[TRY IT] Your job is to return every line in the data holding the string "counting".

[DATA RECORDS]

== Segment start ==

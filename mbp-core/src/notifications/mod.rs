//! Unread notification counter

use std::sync::Arc;
use std::sync::atomic::{AtomicU64, Ordering};

use crate::channel::{NotificationChannel, Subscription};

/// Counts `ReceiveNotification` messages since the last reset.
///
/// Clones share the same count.
#[derive(Debug, Clone, Default)]
pub struct UnreadCounter {
    count: Arc<AtomicU64>,
}

impl UnreadCounter {
    pub fn new() -> Self {
        Self::default()
    }

    /// Listen on `channel`, counting each notification message.
    ///
    /// Other event names are ignored. Dropping the returned subscription stops
    /// counting.
    pub fn attach(&self, channel: &NotificationChannel) -> Subscription {
        let counter = self.clone();
        channel.on_message(move |message| {
            if message.is_notification() {
                counter.increment();
            }
        })
    }

    pub fn count(&self) -> u64 {
        self.count.load(Ordering::SeqCst)
    }

    /// Increment and return the new count.
    pub fn increment(&self) -> u64 {
        self.count.fetch_add(1, Ordering::SeqCst) + 1
    }

    /// Mark everything as read.
    pub fn reset(&self) {
        self.count.store(0, Ordering::SeqCst);
    }
}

== Segment end ==

[SOLUTION]
    /// Listen on `channel`, counting each notification message.
    /// counting.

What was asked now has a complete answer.